The results were one of the stronger positives in the space. Participants increased their time to exhaustion by around 10–12% in the first and second intervals. In a controlled environment, that’s a meaningful improvement and suggests that fatigue resistance may be affected.
However, the effect didn’t continue indefinitely. By the third interval, the benefit had largely disappeared. That tells us something important. This isn’t a compounding effect, and it doesn’t seem to build over repeated efforts.
3. 2016 Running Study (High-Intensity Effort)
This study tested moderately active men performing high-intensity running at around 115% of their VO₂ max, which is well above sustainable intensity. Participants received red light therapy beforehand using both red and near-infrared wavelengths.
The outcome was straightforward. There was no meaningful difference between the red light group and the placebo group. Time to exhaustion remained the same.
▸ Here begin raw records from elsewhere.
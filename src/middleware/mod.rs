//! Middleware modules for request processing.
//!
//! - [`auth`]: JWT validation and the [`auth::AuthUser`] extractor, which
//!   exposes the permission resolver over the token's claims
//! - [`access`]: coarse access gates (user management, Super User)
//!
//! # Authentication Flow
//!
//! 1. Client sends request with `Authorization: Bearer <token>` header
//! 2. `AuthUser` extractor validates the JWT and extracts claims
//! 3. Route-level gates or in-handler checks consult the resolver
//! 4. Handler executes if all checks pass

pub mod access;
pub mod auth;
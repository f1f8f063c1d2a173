use fabriq_core::permissions::{Module, ModulePermission, Role, role_preset};

fn assert_entry(role: Role, module: Module, expected: ModulePermission) {
    let preset = role_preset(role);
    assert_eq!(
        preset.get(module),
        Some(expected),
        "preset for {:?} / {:?}",
        role,
        module
    );
}

#[test]
fn test_every_preset_lists_every_module() {
    for role in Role::ALL {
        let preset = role_preset(role);
        assert_eq!(preset.len(), Module::ALL.len(), "role {:?}", role);
        for module in Module::ALL {
            assert!(preset.get(module).is_some());
        }
    }
}

#[test]
fn test_super_user_preset_is_all_full() {
    for module in Module::ALL {
        assert_entry(Role::SuperUser, module, ModulePermission::FULL);
    }
}

#[test]
fn test_unit_head_preset_settings_is_view_only() {
    assert_entry(
        Role::UnitHead,
        Module::Settings,
        ModulePermission {
            view: true,
            add: false,
            edit: false,
            delete: false,
        },
    );
    assert_entry(
        Role::UnitHead,
        Module::Manufacturing,
        ModulePermission {
            view: true,
            add: true,
            edit: true,
            delete: false,
        },
    );
}

#[test]
fn test_production_preset_modules() {
    let grant = ModulePermission {
        view: true,
        add: true,
        edit: true,
        delete: false,
    };
    for module in [
        Module::Dashboard,
        Module::Orders,
        Module::Manufacturing,
        Module::Inventory,
    ] {
        assert_entry(Role::Production, module, grant);
    }
    assert_entry(Role::Production, Module::Sales, ModulePermission::NONE);
    assert_entry(Role::Production, Module::Settings, ModulePermission::NONE);
}

#[test]
fn test_accounts_preset_omits_orders_and_purchases() {
    let preset = role_preset(Role::Accounts);
    assert_eq!(preset.get(Module::Orders), Some(ModulePermission::NONE));
    assert_eq!(preset.get(Module::Purchases), Some(ModulePermission::NONE));
    assert!(preset.get(Module::Sales).unwrap().view);
    assert!(preset.get(Module::Suppliers).unwrap().add);
}

#[test]
fn test_dispatch_preset_includes_customers() {
    let preset = role_preset(Role::Dispatch);
    assert!(preset.get(Module::Customers).unwrap().view);
    assert_eq!(preset.get(Module::Inventory), Some(ModulePermission::NONE));
}

#[test]
fn test_packing_preset_withholds_add() {
    let expected = ModulePermission {
        view: true,
        add: false,
        edit: true,
        delete: false,
    };
    for module in [
        Module::Dashboard,
        Module::Orders,
        Module::Manufacturing,
        Module::Inventory,
    ] {
        assert_entry(Role::Packing, module, expected);
    }
    assert_entry(Role::Packing, Module::Dispatches, ModulePermission::NONE);
}
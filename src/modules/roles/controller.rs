use axum::Json;
use tracing::instrument;

use fabriq_core::errors::AppError;
use fabriq_models::roles::RoleCatalogEntry;

use crate::middleware::access::RequireUserManager;
use crate::modules::auth::controller::ErrorResponse;

/// Role catalog: defaults and editing-grid presets for every role
///
/// The user-management screen seeds its permission grid from the `preset`
/// of the selected role and falls back to `default_modules` /
/// `default_actions` to explain what a user without an explicit map gets.
#[utoipa::path(
    get,
    path = "/api/roles",
    responses(
        (status = 200, description = "All roles with defaults and presets", body = Vec<RoleCatalogEntry>),
        (status = 401, description = "Unauthorized", body = ErrorResponse),
        (status = 403, description = "Forbidden - user management required", body = ErrorResponse)
    ),
    security(
        ("bearer_auth" = [])
    ),
    tag = "Roles"
)]
#[instrument(skip(_require_manager))]
pub async fn list_roles(
    _require_manager: RequireUserManager,
) -> Result<Json<Vec<RoleCatalogEntry>>, AppError> {
    Ok(Json(RoleCatalogEntry::catalog()))
}
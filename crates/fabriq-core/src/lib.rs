//! # Fabriq Core
//!
//! Core types, errors, and utilities for the Fabriq API.
//!
//! This crate provides foundational types used throughout the Fabriq
//! application:
//!
//! - [`errors`]: Application error types with HTTP response conversion
//! - [`pagination`]: Pagination utilities for API responses
//! - [`password`]: Secure password hashing and verification
//! - [`permissions`]: Role and module based permission resolution
//! - [`serde`]: Custom serde serialization/deserialization helpers
//!
//! # Example
//!
//! ```ignore
//! use fabriq_core::errors::AppError;
//! use fabriq_core::permissions::{AccessProfile, Action, Module, Role};
//!
//! let profile = AccessProfile::new(Role::Production);
//! if profile.has_permission(Module::Inventory, Action::Edit) {
//!     // Allow the edit
//! }
//! ```

pub mod errors;
pub mod pagination;
pub mod password;
pub mod permissions;
pub mod serde;

// Re-export commonly used types at crate root
pub use errors::AppError;
pub use pagination::{PaginationMeta, PaginationParams};
pub use password::{hash_password, verify_password};
pub use permissions::{AccessProfile, Action, Module, ModulePermission, PermissionMap, Role};
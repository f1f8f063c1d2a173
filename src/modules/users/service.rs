use sqlx::PgPool;
use sqlx::types::Json;
use tracing::instrument;
use uuid::Uuid;

use fabriq_core::errors::AppError;
use fabriq_core::pagination::PaginationMeta;
use fabriq_core::password::hash_password;
use fabriq_core::permissions::{AccessProfile, Role};
use fabriq_models::users::{
    CreateUserDto, PaginatedUsersResponse, ResetPasswordDto, UpdateUserDto, User, UserFilterParams,
    UserRecord, UserStats,
};

const USER_COLUMNS: &str = "id, username, email, password, full_name, role, unit, is_active, \
                            permissions, created_at, updated_at";

pub struct UserService;

impl UserService {
    #[instrument(skip(db))]
    pub async fn list_users(
        db: &PgPool,
        filters: UserFilterParams,
    ) -> Result<PaginatedUsersResponse, AppError> {
        let limit = filters.pagination.limit();
        let offset = filters.pagination.offset();

        let mut where_clause = String::new();
        let mut params = Vec::new();

        if let Some(search) = &filters.search
            && !search.is_empty()
        {
            params.push(format!("%{}%", search));
            let n = params.len();
            where_clause.push_str(&format!(
                " AND (username ILIKE ${n} OR email ILIKE ${n} OR full_name ILIKE ${n})"
            ));
        }
        if let Some(role) = &filters.role
            && !role.is_empty()
        {
            params.push(role.clone());
            where_clause.push_str(&format!(" AND role = ${}", params.len()));
        }
        if let Some(unit) = &filters.unit
            && !unit.is_empty()
        {
            params.push(unit.clone());
            where_clause.push_str(&format!(" AND unit = ${}", params.len()));
        }
        if let Some(active) = filters.is_active {
            where_clause.push_str(&format!(" AND is_active = {}", active));
        }

        let count_query = format!("SELECT COUNT(*) FROM users WHERE 1=1{}", where_clause);
        let mut count_sql = sqlx::query_scalar::<_, i64>(&count_query);
        for param in &params {
            count_sql = count_sql.bind(param);
        }
        let total = count_sql.fetch_one(db).await?;

        let data_query = format!(
            "SELECT {} FROM users WHERE 1=1{} ORDER BY created_at DESC LIMIT {} OFFSET {}",
            USER_COLUMNS, where_clause, limit, offset
        );
        let mut data_sql = sqlx::query_as::<_, UserRecord>(&data_query);
        for param in params {
            data_sql = data_sql.bind(param);
        }
        let records = data_sql.fetch_all(db).await?;

        let users = records
            .into_iter()
            .map(UserRecord::into_user)
            .collect::<Result<Vec<_>, _>>()?;

        let has_more = offset + limit < total;

        Ok(PaginatedUsersResponse {
            data: users,
            meta: PaginationMeta {
                total,
                limit,
                offset: Some(offset),
                page: filters.pagination.page(),
                has_more,
            },
        })
    }

    #[instrument(skip(db, dto))]
    pub async fn create_user(db: &PgPool, dto: CreateUserDto) -> Result<User, AppError> {
        let hashed_password = hash_password(&dto.password)?;

        let record = sqlx::query_as::<_, UserRecord>(&format!(
            r#"INSERT INTO users (username, email, password, full_name, role, unit, is_active, permissions)
               VALUES ($1, $2, $3, $4, $5, $6, $7, $8)
               RETURNING {}"#,
            USER_COLUMNS
        ))
        .bind(&dto.username)
        .bind(&dto.email)
        .bind(&hashed_password)
        .bind(&dto.full_name)
        .bind(dto.role.as_str())
        .bind(&dto.unit)
        .bind(dto.is_active)
        .bind(dto.permissions.map(Json))
        .fetch_one(db)
        .await
        .map_err(|e| {
            if let sqlx::Error::Database(db_err) = &e
                && db_err.is_unique_violation()
            {
                return AppError::bad_request(anyhow::anyhow!(
                    "A user with this username or email already exists"
                ));
            }
            AppError::from(e)
        })?;

        record.into_user()
    }

    #[instrument(skip(db))]
    pub async fn get_user(db: &PgPool, id: Uuid) -> Result<User, AppError> {
        let record = sqlx::query_as::<_, UserRecord>(&format!(
            "SELECT {} FROM users WHERE id = $1",
            USER_COLUMNS
        ))
        .bind(id)
        .fetch_optional(db)
        .await?
        .ok_or_else(|| AppError::not_found(anyhow::anyhow!("User with id {} not found", id)))?;

        record.into_user()
    }

    /// Update a user. Role changes are an explicit Super User action; every
    /// other field may be edited by any user manager. A provided
    /// `permissions` map replaces the stored one wholesale.
    #[instrument(skip(db, dto, acting))]
    pub async fn update_user(
        db: &PgPool,
        id: Uuid,
        dto: UpdateUserDto,
        acting: &AccessProfile,
    ) -> Result<User, AppError> {
        let current = sqlx::query_as::<_, UserRecord>(&format!(
            "SELECT {} FROM users WHERE id = $1",
            USER_COLUMNS
        ))
        .bind(id)
        .fetch_optional(db)
        .await?
        .ok_or_else(|| AppError::not_found(anyhow::anyhow!("User with id {} not found", id)))?;

        let current_role = current.role_enum()?;
        let role = dto.role.unwrap_or(current_role);
        if role != current_role && acting.role != Role::SuperUser {
            return Err(AppError::forbidden(
                "Only a Super User can change user roles.".to_string(),
            ));
        }

        let username = dto.username.unwrap_or(current.username);
        let email = dto.email.unwrap_or(current.email);
        let full_name = dto.full_name.or(current.full_name);
        let unit = dto.unit.or(current.unit);
        let is_active = dto.is_active.unwrap_or(current.is_active);
        let permissions = dto.permissions.map(Json).or(current.permissions);

        let record = sqlx::query_as::<_, UserRecord>(&format!(
            r#"UPDATE users
               SET username = $1, email = $2, full_name = $3, role = $4, unit = $5,
                   is_active = $6, permissions = $7, updated_at = now()
               WHERE id = $8
               RETURNING {}"#,
            USER_COLUMNS
        ))
        .bind(&username)
        .bind(&email)
        .bind(&full_name)
        .bind(role.as_str())
        .bind(&unit)
        .bind(is_active)
        .bind(&permissions)
        .bind(id)
        .fetch_one(db)
        .await
        .map_err(|e| {
            if let sqlx::Error::Database(db_err) = &e
                && db_err.is_unique_violation()
            {
                return AppError::bad_request(anyhow::anyhow!(
                    "A user with this username or email already exists"
                ));
            }
            AppError::from(e)
        })?;

        record.into_user()
    }

    #[instrument(skip(db))]
    pub async fn delete_user(db: &PgPool, id: Uuid) -> Result<(), AppError> {
        let result = sqlx::query("DELETE FROM users WHERE id = $1")
            .bind(id)
            .execute(db)
            .await?;

        if result.rows_affected() == 0 {
            return Err(AppError::not_found(anyhow::anyhow!(
                "User with id {} not found",
                id
            )));
        }

        Ok(())
    }

    #[instrument(skip(db, dto))]
    pub async fn reset_password(
        db: &PgPool,
        id: Uuid,
        dto: ResetPasswordDto,
    ) -> Result<(), AppError> {
        let hashed = hash_password(&dto.new_password)?;

        let result = sqlx::query("UPDATE users SET password = $1, updated_at = now() WHERE id = $2")
            .bind(&hashed)
            .bind(id)
            .execute(db)
            .await?;

        if result.rows_affected() == 0 {
            return Err(AppError::not_found(anyhow::anyhow!(
                "User with id {} not found",
                id
            )));
        }

        Ok(())
    }

    #[instrument(skip(db))]
    pub async fn user_stats(db: &PgPool) -> Result<UserStats, AppError> {
        let (total, active, super_users, unit_heads) =
            sqlx::query_as::<_, (i64, i64, i64, i64)>(
                r#"SELECT
                    COUNT(*),
                    COUNT(*) FILTER (WHERE is_active),
                    COUNT(*) FILTER (WHERE role = 'Super User'),
                    COUNT(*) FILTER (WHERE role = 'Unit Head')
                   FROM users"#,
            )
            .fetch_one(db)
            .await?;

        Ok(UserStats {
            total,
            active,
            super_users,
            unit_heads,
        })
    }
}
This matters because it shows that even in demanding endurance-type efforts, red light therapy doesn’t automatically improve performance. The benefits seen in cycling do not seem to transfer across to running, at least in this type of protocol.
4. 2019 Strength Training Study (Long-Term Adaptation)
This study followed older adults over a 12-week resistance training program. Red light therapy was applied before each session, targeting the quads with near-infrared light.
The results were clear and fairly underwhelming. There were no additional gains in strength, muscle mass, or functional performance compared to the control group.
This is important because it addresses the long-term question. Even if red light therapy has short-term effects on fatigue, it doesn’t appear to translate into better training outcomes over time.
What These Studies Actually Tell Us
When you look at these four studies together, a pattern becomes obvious. Red light therapy may have a small effect in situations where fatigue is the limiting factor, particularly in controlled cycling tests.
Outside of that, the evidence becomes inconsistent very quickly. It does not reliably improve strength. It does not improve sprint performance. And it doesn’t consistently improve performance across different sports.
So the idea that red light therapy is a general performance enhancer doesn’t hold up when you look at the data.
Why the Results Are So Inconsistent
One of the biggest issues in this space is how many variables are involved. Different studies use different wavelengths, different devices, different doses, and completely different testing protocols.
Some studies apply light for a few minutes, others for longer durations. Some target very specific muscle groups, while others use broader exposure. Even small changes in distance or application can significantly affect how much energy actually reaches the tissue.
There’s also evidence of a dose-response relationship where more is not always better. Too little light does nothing, but too much may reduce or eliminate the benefit. That makes it difficult to standardize results or compare studies directly.
On top of that, participant differences matter. Trained athletes, recreational users, and sedentary individuals may all respond differently, which adds another layer of variability.
The Likely Mechanism
If red light therapy is doing anything meaningful, it likely comes down to energy production at the cellular level. The main theory is that it temporarily improves mitochondrial function, increasing ATP availability in muscle cells.
In practical terms, that could help delay fatigue during longer efforts. This lines up with the cycling studies, where participants were able to sustain output slightly longer.
However, that mechanism doesn’t necessarily help with strength or explosive performance, which rely on different physiological systems. That’s likely why we don’t see improvements in lifting, sprinting, or high-power output activities.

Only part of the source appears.